八年後に小惑星が衝突し、地球は滅亡する。そう予告されてから五年が過ぎた頃。当初は絶望からパニックに陥った世界も、いまや平穏な小康状態にある。仙台北部の団地「ヒルズタウン」の住民たちも同様だった。彼らは余命三年と言う時間の中で人生を見つめ直す。家族の再生、新しい生命への希望、過去の恩讐。はたして終末を前にした人間にとっての降伏とは? 今日を生きることの意味を知る物語。

舞台を同じくした色々な人たちが、それぞれの葛藤を持って生活している。

時間軸がちょっとずつ後になるにつれて進んでいくのは特に気にならずに読めた。というのも、ちょっとずつ登場人物が読み込まれていくからだな。

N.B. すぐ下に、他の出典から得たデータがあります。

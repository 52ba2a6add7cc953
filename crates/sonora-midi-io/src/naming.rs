//! Display-name and unique-ID assignment for batch port creation.

use crate::endpoint::{PortIdentity, UniqueId};

/// Pick `explicit[index]` when present, otherwise ask the fallback.
///
/// The fallback is only invoked for missing entries, so generators that
/// count their calls advance once per generated value.
pub fn resolve<T: Clone>(explicit: &[T], fallback: impl FnOnce() -> T, index: usize) -> T {
    match explicit.get(index) {
        Some(value) => value.clone(),
        None => fallback(),
    }
}

/// Generates `"<client> 1"`, `"<client> 2"`, ... for unnamed ports.
#[derive(Debug, Clone)]
pub struct PortNamer {
    client_name: String,
    next: usize,
}

impl PortNamer {
    pub fn new(client_name: impl Into<String>) -> Self {
        Self {
            client_name: client_name.into(),
            next: 1,
        }
    }

    pub fn next_name(&mut self) -> String {
        let name = format!("{} {}", self.client_name, self.next);
        self.next += 1;
        name
    }
}

/// Arithmetic sequence of unique IDs: `base, base + stride, ...`.
///
/// Inputs and outputs use bases of different parity with a stride of two,
/// so their sequences never meet.
#[derive(Debug, Clone)]
pub struct UniqueIdAllocator {
    next: i32,
    stride: i32,
}

impl UniqueIdAllocator {
    pub fn new(base: UniqueId, stride: i32) -> Self {
        Self {
            next: base.get(),
            stride,
        }
    }

    pub fn next_id(&mut self) -> UniqueId {
        let id = UniqueId(self.next);
        self.next = self.next.wrapping_add(self.stride);
        id
    }
}

/// Ordered IDs and names for a batch of virtual ports.
///
/// The batch size is the longer of the two lists; the shorter one is padded
/// with generated values.
#[derive(Debug, Clone, Default, PartialEq, Eq)]
pub struct BatchRequest {
    pub unique_ids: Vec<UniqueId>,
    pub names: Vec<String>,
}

impl BatchRequest {
    pub fn new() -> Self {
        Self::default()
    }

    pub fn unique_ids(mut self, ids: impl IntoIterator<Item = impl Into<UniqueId>>) -> Self {
        self.unique_ids = ids.into_iter().map(Into::into).collect();
        self
    }

    pub fn names(mut self, names: impl IntoIterator<Item = impl Into<String>>) -> Self {
        self.names = names.into_iter().map(Into::into).collect();
        self
    }

    pub fn len(&self) -> usize {
        self.unique_ids.len().max(self.names.len())
    }

    pub fn is_empty(&self) -> bool {
        self.len() == 0
    }

    /// Resolve every port identity of the batch, in order.
    pub fn resolve(&self, namer: &mut PortNamer, ids: &mut UniqueIdAllocator) -> Vec<PortIdentity> {
        (0..self.len())
            .map(|index| {
                let name = resolve(&self.names, || namer.next_name(), index);
                let unique_id = resolve(&self.unique_ids, || ids.next_id(), index);
                PortIdentity { unique_id, name }
            })
            .collect()
    }
}
#[cfg(test)]
mod tests {
    use super::*;
    use crate::typography::tests::fixture_typeface;

    const INK_BACKGROUND: Rgba = Rgba::rgb(0, 0, 0);

    fn white(size: f32, align: HAlign, baseline: VAlign) -> TextStyle {
        TextStyle {
            size,
            color: Rgba::rgb(255, 255, 255),
            align,
            baseline,
        }
    }

    /// `(min_x, min_y, max_x, max_y)` of every pixel that is not background.
    fn ink_bounds(canvas: &PixmapCanvas) -> Option<(u32, u32, u32, u32)> {
        let rgba = canvas.to_rgba();
        let mut bounds: Option<(u32, u32, u32, u32)> = None;
        for (index, px) in rgba.chunks_exact(4).enumerate() {
            if px[..3] == [INK_BACKGROUND.r, INK_BACKGROUND.g, INK_BACKGROUND.b] {
                continue;
            }
            let x = index as u32 % canvas.width();
            let y = index as u32 / canvas.width();
            bounds = Some(match bounds {
                None => (x, y, x, y),
                Some((x0, y0, x1, y1)) => (x0.min(x), y0.min(y), x1.max(x), y1.max(y)),
            });
        }
        bounds
    }

    fn inked_canvas(width: u32, height: u32) -> PixmapCanvas {
        let mut canvas = PixmapCanvas::new(width, height, Some(fixture_typeface())).unwrap();
        canvas.fill_background(INK_BACKGROUND);
        canvas
    }

    fn pixel(canvas: &PixmapCanvas, x: u32, y: u32) -> [u8; 4] {
        let rgba = canvas.to_rgba();
        let index = ((y * canvas.width() + x) * 4) as usize;
        [rgba[index], rgba[index + 1], rgba[index + 2], rgba[index + 3]]
    }

    #[test]
    fn zero_sized_surface_is_a_resource_error() {
        let error = PixmapCanvas::new(0, 10, None).err().expect("allocation should fail");
        let coded = crate::error_codes::find_coded_error(&error).unwrap();
        assert_eq!(coded.code, SURFACE_ALLOCATION_FAILED);
    }

    #[test]
    fn polygon_fill_respects_translation() {
        let mut canvas = PixmapCanvas::new(20, 20, None).unwrap();
        canvas.fill_background(Rgba::rgb(0, 0, 0));
        canvas.translate(0.0, 10.0);
        canvas.fill_polygon(
            &[
                Point::new(0.0, 0.0),
                Point::new(20.0, 0.0),
                Point::new(20.0, 10.0),
                Point::new(0.0, 10.0),
            ],
            Rgba::rgb(255, 0, 0),
        );
        canvas.reset_translation();

        assert_eq!(pixel(&canvas, 5, 5), [0, 0, 0, 255]);
        assert_eq!(pixel(&canvas, 5, 15), [255, 0, 0, 255]);
    }

    #[test]
    fn translucent_fill_blends_over_background() {
        let mut canvas = PixmapCanvas::new(4, 4, None).unwrap();
        canvas.fill_background(Rgba::rgb(0, 0, 0));
        canvas.fill_rounded_rect(
            RectSpec {
                x: 0.0,
                y: 0.0,
                width: 4.0,
                height: 4.0,
            },
            0.0,
            Rgba::rgba(255, 255, 255, 128),
        );
        let [r, g, b, a] = pixel(&canvas, 2, 2);
        assert_eq!(a, 255);
        assert!((120..=136).contains(&r) && r == g && g == b, "got {r},{g},{b}");
    }

    #[test]
    fn text_without_typeface_is_skipped() {
        let mut canvas = PixmapCanvas::new(8, 8, None).unwrap();
        canvas.fill_background(Rgba::rgb(10, 10, 10));
        let before = canvas.to_rgba();
        let style = TextStyle {
            size: 12.0,
            color: Rgba::rgb(255, 255, 255),
            align: HAlign::Left,
            baseline: VAlign::Top,
        };
        canvas.draw_text("乳白", 0.0, 0.0, &style);
        assert_eq!(canvas.text_width("乳白", 12.0), 0.0);
        assert_eq!(canvas.to_rgba(), before);
    }

    #[test]
    fn glyph_blend_keeps_pixels_premultiplied() {
        let dst = PremultipliedColorU8::from_rgba(20, 20, 20, 255).unwrap();
        let out = blend_pixel(dst, Rgba::rgba(255, 255, 255, 51), 51);
        assert_eq!(out.alpha(), 255);
        assert!(out.red() > 20 && out.red() < 80);
    }

    #[test]
    fn png_encoding_produces_png_signature() {
        let mut canvas = PixmapCanvas::new(3, 2, None).unwrap();
        canvas.fill_background(Rgba::rgb(50, 50, 50));
        let bytes = canvas.encode_png().unwrap();
        assert_eq!(&bytes[..8], b"\x89PNG\r\n\x1a\n");
        let decoded = image::load_from_memory(&bytes).unwrap();
        assert_eq!((decoded.width(), decoded.height()), (3, 2));
    }

    #[test]
    fn top_aligned_text_hangs_below_its_y() {
        let mut canvas = inked_canvas(120, 80);
        canvas.draw_text("AB", 10.0, 20.0, &white(28.0, HAlign::Left, VAlign::Top));

        let (x0, y0, _, y1) = ink_bounds(&canvas).expect("text should leave ink");
        assert!(x0 >= 9, "ink starts at x={x0}");
        assert!(y0 >= 20 && y0 < 20 + 14, "ink starts at y={y0}");
        assert!(y1 < 20 + 28, "ink ends at y={y1}");
    }

    #[test]
    fn right_aligned_text_ends_at_its_x() {
        let mut canvas = inked_canvas(120, 60);
        canvas.draw_text("W", 100.0, 10.0, &white(28.0, HAlign::Right, VAlign::Top));

        let (x0, _, x1, _) = ink_bounds(&canvas).expect("text should leave ink");
        assert!(x1 <= 101, "ink runs past the anchor to x={x1}");
        assert!(x1 >= 95, "ink stops short at x={x1}");
        assert!(x0 >= 100 - 30, "ink starts at x={x0}");
    }

    #[test]
    fn newlines_stack_centered_lines() {
        let style = white(28.0, HAlign::Center, VAlign::Middle);

        let mut single = inked_canvas(200, 200);
        single.draw_text("AAAA", 100.0, 100.0, &style);
        let (_, sy0, _, sy1) = ink_bounds(&single).unwrap();

        let mut double = inked_canvas(200, 200);
        double.draw_text("AAAA\nBB", 100.0, 100.0, &style);
        let (x0, y0, x1, y1) = ink_bounds(&double).unwrap();

        let leading = 28.0 * TEXT_LEADING;
        assert!(
            (y1 - y0) as f32 >= (sy1 - sy0) as f32 + leading - 2.0,
            "two lines span {y0}..{y1}, one line spans {sy0}..{sy1}"
        );
        // The block is centered on y as a whole, each line on x.
        let block_mid = (y0 + y1) as f32 / 2.0;
        assert!((block_mid - 100.0).abs() <= 4.0, "block centered at {block_mid}");
        let mid_x = (x0 + x1) as f32 / 2.0;
        assert!((mid_x - 100.0).abs() <= 3.0, "lines centered at {mid_x}");
        assert_eq!(double.text_width("AAAA\nBB", 28.0), single.text_width("AAAA", 28.0));
    }

    #[test]
    fn text_with_a_missing_glyph_leaves_pixels_untouched() {
        let mut canvas = inked_canvas(120, 60);
        let before = canvas.to_rgba();

        assert!(canvas.can_render("AB"));
        assert!(!canvas.can_render("A乳"));
        canvas.draw_text("A乳", 10.0, 10.0, &white(28.0, HAlign::Left, VAlign::Top));
        assert_eq!(canvas.to_rgba(), before);
    }

    #[test]
    fn canvas_without_typeface_renders_nothing() {
        let canvas = PixmapCanvas::new(8, 8, None).unwrap();
        assert!(!canvas.can_render("A"));
        assert!(!canvas.can_render(""));
    }
}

終末っていう漠然とした終わりに対しての捉え方もそれぞれ違い、その終わりがあることでどう生きるか。解説にもあったが死を強烈に存在させることによって生を際立たせる、これで特に生き方が強く見えるんだなぁと。

個人的には冬眠、天体、演劇、深海が好みです。

以下、ネタバレ含むやも。

冬眠のガールより。
「『大丈夫ですか』と声をかけた後で、『これも何かの縁ですね』っていうのよ」

終末なのに、他人との出会いに浮かれてる感じが強さを感じられて好き。

天体のヨールより。
「わざわざ、その発見を矢部君に教えてあげたんだから、もっと感謝してくれてもいいと思うよ」
「わざわざ、その発見を聞きにきてやった俺にも、もっと感謝してくれ」

こんな会話ができるような関係がうらやましい。いいなぁ…

演劇のオールより。
簡単に感化されることはたぶん、十代の特権に違いない。

同意。

深海のポールより。
 屋上から立ち去ろうとしたところで、ふと思いつき、意地悪をするつもりでもなかったのだけれど、「母さんが亡くなった時、どう思った?」と訊ねた。「母さんがあの集会に行ったときは怖かったんだろ。死んだ時はどうだったわけ」
 父は怒りもしなければ、困惑もしなかった。落ちている材木に手をやりながら、「あのなあ」と言った。「おまえには言ってなかったけどな。俺の一番大事な人間は政子だったんだよ」
 私が特に返事もせずに、立っていると、父はさらにこちらに指を向け、「息子のおまえよりも、だよ」と口元をほころばせた。「怒ったか?」
 いいと思います。私はそう返事をする。

こんなことを言えるくらいに好きな人にめぐり合えればいいなぁ。

とまぁこんなものでしょうか?

ラッシュライフグラスホッパーアヒルと鴨のコインロッカー、オーデュボンの祈りみたいな作品構成も好きですが、死神の精度や砂漠、終末のフールのような構成の方が好きだなぁ…

そんな感じー。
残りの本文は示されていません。